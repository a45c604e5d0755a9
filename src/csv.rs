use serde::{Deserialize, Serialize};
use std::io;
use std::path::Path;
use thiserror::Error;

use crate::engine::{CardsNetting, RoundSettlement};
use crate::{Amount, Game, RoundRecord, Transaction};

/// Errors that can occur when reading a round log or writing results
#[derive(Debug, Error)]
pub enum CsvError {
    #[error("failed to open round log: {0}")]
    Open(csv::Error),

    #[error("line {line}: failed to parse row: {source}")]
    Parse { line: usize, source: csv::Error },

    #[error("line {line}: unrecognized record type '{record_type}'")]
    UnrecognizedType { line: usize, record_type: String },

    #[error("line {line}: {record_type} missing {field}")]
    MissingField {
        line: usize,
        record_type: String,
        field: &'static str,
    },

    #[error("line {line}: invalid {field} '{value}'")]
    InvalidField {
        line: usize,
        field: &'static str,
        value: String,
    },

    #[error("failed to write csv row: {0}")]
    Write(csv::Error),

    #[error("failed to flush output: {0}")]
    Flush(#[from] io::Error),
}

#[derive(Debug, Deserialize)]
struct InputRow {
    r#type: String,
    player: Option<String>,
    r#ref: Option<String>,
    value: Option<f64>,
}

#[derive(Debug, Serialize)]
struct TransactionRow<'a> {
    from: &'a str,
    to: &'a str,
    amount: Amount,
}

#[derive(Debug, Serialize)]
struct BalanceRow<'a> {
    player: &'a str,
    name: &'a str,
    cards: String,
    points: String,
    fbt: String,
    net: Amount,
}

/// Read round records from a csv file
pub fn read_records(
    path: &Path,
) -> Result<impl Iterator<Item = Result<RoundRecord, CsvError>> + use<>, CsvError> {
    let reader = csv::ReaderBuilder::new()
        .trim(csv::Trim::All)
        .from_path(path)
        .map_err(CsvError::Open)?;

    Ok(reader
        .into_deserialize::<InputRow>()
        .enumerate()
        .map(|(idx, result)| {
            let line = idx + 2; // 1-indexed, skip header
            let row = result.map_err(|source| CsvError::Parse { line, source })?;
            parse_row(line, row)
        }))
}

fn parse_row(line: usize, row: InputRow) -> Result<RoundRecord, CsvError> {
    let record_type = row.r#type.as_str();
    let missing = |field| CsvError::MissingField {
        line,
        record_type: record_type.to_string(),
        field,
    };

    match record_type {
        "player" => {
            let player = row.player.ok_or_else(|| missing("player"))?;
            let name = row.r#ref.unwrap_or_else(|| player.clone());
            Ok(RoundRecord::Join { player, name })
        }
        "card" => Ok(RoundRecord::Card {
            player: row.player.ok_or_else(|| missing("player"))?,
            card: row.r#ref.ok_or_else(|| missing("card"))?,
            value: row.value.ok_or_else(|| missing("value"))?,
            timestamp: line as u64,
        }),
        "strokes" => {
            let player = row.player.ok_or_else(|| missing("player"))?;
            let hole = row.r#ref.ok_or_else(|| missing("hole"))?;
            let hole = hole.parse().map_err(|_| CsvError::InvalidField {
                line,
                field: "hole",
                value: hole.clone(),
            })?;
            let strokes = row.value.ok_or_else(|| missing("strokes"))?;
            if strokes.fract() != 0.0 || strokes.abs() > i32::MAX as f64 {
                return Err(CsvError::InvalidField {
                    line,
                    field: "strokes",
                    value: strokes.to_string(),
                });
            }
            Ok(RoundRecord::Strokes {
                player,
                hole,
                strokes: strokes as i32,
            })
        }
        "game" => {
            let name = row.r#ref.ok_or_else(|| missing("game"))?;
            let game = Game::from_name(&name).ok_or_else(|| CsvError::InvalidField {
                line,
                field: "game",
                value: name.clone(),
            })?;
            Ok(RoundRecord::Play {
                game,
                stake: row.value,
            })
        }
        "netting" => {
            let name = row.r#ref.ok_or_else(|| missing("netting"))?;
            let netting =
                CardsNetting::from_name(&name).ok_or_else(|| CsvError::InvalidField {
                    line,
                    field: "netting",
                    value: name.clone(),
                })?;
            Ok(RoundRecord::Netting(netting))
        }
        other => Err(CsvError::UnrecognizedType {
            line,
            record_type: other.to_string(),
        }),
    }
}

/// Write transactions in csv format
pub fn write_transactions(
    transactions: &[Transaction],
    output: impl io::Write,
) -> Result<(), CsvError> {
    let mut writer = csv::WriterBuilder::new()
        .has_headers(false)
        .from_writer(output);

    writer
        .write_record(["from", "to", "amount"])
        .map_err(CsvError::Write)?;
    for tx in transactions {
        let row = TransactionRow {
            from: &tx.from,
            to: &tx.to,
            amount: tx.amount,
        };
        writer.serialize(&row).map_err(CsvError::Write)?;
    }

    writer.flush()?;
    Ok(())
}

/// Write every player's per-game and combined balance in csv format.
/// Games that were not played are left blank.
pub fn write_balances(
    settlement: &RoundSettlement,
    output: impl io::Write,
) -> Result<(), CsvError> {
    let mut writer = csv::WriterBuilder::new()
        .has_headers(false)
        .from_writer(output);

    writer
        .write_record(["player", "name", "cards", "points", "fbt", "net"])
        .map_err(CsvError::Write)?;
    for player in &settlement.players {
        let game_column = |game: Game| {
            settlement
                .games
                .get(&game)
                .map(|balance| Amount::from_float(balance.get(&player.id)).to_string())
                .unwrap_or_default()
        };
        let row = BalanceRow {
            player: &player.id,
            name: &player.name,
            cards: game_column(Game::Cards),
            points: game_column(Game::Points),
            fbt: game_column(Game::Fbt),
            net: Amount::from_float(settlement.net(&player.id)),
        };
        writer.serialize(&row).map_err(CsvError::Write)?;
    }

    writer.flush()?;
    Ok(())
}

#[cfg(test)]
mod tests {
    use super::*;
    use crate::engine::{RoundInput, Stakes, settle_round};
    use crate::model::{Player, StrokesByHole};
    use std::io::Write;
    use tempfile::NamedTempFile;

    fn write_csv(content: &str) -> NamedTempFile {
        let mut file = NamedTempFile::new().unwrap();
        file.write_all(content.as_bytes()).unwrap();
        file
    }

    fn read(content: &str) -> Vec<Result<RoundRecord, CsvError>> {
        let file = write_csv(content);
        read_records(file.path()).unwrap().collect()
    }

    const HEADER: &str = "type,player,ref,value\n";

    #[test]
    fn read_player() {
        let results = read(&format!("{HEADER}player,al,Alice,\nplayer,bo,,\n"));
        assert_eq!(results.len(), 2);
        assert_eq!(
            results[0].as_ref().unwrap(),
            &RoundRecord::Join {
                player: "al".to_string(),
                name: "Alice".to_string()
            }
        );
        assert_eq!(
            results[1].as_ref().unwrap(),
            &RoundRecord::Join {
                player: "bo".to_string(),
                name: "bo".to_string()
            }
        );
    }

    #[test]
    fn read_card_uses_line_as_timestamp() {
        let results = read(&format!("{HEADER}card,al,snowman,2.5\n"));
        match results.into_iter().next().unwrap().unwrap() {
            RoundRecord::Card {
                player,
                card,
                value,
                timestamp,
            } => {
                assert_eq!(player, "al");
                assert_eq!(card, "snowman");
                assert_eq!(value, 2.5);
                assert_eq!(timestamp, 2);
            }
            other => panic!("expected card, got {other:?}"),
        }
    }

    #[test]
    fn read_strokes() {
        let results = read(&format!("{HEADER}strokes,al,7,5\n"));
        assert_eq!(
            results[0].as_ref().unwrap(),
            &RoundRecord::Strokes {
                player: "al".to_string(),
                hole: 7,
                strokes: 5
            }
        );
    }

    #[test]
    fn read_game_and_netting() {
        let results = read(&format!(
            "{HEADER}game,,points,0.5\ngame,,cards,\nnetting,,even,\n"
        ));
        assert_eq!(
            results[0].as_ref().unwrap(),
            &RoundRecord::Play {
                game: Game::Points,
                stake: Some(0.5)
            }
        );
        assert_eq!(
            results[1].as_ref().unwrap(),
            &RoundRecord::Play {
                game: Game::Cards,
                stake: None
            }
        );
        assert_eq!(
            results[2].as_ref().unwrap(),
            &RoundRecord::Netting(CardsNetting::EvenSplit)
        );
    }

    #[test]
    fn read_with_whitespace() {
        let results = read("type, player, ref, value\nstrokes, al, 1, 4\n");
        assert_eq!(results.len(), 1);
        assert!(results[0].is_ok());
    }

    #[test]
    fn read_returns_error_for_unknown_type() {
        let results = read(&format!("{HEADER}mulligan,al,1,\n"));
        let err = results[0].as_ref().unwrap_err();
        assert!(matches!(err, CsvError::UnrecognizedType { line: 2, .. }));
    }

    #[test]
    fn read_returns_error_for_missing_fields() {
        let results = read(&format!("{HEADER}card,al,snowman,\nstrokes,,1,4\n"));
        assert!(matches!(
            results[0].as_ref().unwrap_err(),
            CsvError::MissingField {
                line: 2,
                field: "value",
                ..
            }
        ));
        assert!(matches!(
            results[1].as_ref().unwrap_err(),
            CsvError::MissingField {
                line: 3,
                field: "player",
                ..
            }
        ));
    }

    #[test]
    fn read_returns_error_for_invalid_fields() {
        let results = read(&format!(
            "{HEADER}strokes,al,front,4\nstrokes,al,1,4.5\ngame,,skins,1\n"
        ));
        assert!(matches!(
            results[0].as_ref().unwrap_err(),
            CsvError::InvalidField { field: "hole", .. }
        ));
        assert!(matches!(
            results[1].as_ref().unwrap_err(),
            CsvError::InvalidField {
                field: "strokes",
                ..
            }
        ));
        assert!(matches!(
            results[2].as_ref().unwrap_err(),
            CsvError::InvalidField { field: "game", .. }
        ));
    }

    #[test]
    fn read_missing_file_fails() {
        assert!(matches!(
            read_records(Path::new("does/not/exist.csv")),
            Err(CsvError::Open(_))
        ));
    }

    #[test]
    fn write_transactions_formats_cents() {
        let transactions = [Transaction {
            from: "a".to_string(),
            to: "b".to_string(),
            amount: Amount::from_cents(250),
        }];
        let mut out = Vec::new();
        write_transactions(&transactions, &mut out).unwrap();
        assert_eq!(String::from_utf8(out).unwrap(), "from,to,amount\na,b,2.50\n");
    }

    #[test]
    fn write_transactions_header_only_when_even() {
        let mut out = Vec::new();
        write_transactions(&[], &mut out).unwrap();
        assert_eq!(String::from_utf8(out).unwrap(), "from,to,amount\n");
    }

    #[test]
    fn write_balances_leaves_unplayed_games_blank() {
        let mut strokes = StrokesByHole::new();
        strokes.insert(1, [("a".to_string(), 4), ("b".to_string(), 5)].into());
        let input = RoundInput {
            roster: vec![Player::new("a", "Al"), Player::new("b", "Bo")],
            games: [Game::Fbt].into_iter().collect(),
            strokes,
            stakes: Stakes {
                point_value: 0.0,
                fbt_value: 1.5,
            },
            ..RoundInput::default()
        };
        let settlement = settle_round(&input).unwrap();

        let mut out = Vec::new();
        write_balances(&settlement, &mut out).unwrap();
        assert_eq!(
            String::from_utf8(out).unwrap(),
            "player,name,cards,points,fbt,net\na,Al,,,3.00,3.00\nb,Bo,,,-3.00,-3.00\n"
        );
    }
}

--------------------------------

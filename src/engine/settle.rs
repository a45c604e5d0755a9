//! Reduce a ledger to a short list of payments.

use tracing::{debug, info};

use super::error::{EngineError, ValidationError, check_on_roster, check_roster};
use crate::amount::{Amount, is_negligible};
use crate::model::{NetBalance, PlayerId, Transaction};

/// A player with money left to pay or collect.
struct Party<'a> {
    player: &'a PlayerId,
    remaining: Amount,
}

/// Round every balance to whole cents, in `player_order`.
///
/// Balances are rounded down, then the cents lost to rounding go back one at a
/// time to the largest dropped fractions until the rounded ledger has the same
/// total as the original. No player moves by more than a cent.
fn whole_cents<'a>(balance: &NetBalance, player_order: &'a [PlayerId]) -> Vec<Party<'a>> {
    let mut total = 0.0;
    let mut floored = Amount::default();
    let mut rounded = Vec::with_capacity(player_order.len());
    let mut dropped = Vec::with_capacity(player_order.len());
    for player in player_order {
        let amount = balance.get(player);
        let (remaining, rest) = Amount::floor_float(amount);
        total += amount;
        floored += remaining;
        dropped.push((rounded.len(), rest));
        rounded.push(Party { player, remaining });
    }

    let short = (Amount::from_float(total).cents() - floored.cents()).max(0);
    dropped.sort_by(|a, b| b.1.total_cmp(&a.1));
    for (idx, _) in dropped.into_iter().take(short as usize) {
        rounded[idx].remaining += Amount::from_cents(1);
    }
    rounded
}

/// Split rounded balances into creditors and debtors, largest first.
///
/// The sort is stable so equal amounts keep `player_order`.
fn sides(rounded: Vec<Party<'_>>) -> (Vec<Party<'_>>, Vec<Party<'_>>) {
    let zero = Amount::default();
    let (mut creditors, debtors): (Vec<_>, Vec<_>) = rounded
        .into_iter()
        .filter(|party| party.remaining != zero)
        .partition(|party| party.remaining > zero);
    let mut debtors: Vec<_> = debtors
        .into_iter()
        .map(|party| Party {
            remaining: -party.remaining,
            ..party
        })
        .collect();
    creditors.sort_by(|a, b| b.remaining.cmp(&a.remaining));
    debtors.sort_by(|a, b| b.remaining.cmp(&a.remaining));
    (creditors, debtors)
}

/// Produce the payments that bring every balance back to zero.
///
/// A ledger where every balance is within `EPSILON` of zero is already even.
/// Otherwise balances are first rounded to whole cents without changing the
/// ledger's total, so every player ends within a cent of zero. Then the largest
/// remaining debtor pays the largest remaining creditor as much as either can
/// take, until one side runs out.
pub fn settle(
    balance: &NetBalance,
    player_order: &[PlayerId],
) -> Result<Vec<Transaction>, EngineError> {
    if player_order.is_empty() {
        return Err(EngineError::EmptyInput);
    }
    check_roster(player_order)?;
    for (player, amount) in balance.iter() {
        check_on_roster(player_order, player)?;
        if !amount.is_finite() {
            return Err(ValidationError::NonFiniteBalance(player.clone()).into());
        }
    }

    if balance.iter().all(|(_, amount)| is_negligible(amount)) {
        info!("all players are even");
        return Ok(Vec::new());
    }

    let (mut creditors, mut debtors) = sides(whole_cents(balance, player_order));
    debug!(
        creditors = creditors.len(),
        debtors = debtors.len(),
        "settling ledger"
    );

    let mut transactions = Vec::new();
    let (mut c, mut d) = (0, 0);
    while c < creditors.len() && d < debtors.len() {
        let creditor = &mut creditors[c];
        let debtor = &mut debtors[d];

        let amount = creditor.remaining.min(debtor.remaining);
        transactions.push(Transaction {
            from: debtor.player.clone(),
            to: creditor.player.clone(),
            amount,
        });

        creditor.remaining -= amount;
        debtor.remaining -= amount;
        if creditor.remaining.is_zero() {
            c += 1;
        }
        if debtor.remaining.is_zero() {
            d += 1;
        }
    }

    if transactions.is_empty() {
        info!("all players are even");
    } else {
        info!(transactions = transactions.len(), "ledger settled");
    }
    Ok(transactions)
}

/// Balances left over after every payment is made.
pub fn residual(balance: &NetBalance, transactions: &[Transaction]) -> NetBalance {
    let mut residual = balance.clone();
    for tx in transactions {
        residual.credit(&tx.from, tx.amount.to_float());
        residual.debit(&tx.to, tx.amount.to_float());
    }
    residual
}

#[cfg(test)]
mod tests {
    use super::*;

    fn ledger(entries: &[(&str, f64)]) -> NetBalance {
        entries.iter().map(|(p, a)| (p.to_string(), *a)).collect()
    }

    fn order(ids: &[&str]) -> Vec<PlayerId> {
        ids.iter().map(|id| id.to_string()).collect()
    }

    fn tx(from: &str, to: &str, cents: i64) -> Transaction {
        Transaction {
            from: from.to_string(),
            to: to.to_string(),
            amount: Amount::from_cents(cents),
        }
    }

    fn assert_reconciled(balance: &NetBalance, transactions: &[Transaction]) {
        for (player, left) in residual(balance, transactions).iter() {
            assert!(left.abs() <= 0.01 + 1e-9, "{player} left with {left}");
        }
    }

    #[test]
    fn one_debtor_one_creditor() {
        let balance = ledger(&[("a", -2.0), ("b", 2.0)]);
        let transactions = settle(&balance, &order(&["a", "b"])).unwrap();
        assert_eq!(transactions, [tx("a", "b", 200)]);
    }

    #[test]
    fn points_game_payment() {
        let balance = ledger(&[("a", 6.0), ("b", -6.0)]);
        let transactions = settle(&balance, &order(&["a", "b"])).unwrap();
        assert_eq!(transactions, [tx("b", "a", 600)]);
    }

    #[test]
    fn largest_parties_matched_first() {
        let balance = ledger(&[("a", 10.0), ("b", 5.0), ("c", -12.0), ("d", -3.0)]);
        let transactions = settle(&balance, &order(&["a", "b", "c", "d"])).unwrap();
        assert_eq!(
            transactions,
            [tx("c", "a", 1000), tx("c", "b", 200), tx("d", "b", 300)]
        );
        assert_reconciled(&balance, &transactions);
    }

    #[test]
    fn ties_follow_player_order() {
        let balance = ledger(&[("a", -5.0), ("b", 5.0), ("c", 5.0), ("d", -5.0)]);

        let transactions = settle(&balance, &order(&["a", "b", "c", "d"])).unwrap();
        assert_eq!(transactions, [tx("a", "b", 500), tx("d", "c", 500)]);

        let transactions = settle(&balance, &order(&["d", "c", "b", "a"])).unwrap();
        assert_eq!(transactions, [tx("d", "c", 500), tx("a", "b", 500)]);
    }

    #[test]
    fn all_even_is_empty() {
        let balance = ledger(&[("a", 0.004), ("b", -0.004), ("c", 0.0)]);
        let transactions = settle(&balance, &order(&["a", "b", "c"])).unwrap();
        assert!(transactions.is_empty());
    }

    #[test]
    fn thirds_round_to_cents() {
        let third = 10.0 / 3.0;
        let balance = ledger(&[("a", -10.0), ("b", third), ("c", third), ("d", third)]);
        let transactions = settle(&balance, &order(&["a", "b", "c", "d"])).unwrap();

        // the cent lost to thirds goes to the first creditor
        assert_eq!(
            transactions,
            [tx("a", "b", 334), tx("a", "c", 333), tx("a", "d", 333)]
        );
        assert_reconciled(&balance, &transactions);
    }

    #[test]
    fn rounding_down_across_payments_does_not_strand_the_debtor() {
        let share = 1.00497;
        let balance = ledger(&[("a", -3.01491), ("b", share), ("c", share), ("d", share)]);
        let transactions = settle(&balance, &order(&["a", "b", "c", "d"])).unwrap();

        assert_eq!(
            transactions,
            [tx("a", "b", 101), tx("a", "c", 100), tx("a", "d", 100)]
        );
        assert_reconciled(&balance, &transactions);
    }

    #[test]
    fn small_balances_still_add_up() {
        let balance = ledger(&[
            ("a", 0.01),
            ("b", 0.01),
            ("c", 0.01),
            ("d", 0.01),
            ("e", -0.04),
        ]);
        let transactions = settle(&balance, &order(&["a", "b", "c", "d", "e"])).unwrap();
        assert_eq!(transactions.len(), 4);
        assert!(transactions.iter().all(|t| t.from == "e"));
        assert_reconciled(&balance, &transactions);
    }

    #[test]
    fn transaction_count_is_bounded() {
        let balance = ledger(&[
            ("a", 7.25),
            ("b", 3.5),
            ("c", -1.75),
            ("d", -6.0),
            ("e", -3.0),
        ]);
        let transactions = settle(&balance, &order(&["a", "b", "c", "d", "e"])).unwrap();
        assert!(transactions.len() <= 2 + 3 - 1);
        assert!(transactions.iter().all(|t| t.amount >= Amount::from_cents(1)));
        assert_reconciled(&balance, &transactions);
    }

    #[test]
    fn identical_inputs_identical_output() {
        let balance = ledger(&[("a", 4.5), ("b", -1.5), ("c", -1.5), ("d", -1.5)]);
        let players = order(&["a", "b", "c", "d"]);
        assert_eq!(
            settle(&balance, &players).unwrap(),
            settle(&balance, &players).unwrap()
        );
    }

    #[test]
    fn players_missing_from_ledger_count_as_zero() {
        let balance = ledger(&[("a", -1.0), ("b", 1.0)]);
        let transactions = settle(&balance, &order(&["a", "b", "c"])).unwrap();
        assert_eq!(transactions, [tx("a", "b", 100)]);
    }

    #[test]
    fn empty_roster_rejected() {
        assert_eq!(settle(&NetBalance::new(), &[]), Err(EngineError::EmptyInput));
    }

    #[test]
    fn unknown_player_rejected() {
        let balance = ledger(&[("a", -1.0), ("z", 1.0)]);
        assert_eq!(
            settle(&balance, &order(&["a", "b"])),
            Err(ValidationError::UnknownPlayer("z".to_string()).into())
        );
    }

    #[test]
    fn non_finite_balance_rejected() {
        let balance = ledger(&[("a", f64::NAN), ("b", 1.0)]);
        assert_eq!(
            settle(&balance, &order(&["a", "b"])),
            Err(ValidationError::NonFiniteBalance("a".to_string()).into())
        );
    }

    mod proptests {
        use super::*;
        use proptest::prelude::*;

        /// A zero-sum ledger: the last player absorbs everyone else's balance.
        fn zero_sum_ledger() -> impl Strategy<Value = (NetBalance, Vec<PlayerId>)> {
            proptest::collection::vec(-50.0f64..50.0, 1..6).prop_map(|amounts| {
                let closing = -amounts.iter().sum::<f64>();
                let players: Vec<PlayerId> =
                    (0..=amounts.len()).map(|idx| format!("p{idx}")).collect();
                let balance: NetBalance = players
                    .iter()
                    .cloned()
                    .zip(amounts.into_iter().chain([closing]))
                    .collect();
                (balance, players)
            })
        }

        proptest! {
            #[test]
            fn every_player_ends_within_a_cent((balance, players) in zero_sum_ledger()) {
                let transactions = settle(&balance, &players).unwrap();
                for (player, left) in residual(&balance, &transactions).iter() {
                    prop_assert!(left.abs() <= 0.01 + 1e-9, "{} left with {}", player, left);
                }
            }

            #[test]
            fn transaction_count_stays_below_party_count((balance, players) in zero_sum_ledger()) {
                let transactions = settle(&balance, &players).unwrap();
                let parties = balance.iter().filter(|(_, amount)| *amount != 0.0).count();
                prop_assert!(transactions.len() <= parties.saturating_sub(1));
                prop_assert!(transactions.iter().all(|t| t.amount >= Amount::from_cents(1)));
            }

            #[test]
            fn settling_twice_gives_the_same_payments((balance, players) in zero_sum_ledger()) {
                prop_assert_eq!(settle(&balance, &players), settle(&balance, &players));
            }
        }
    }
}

--------------------------------

Give the number of lines in the records where the word "InvalidField" shows up. Nothing else belongs in the reply.

8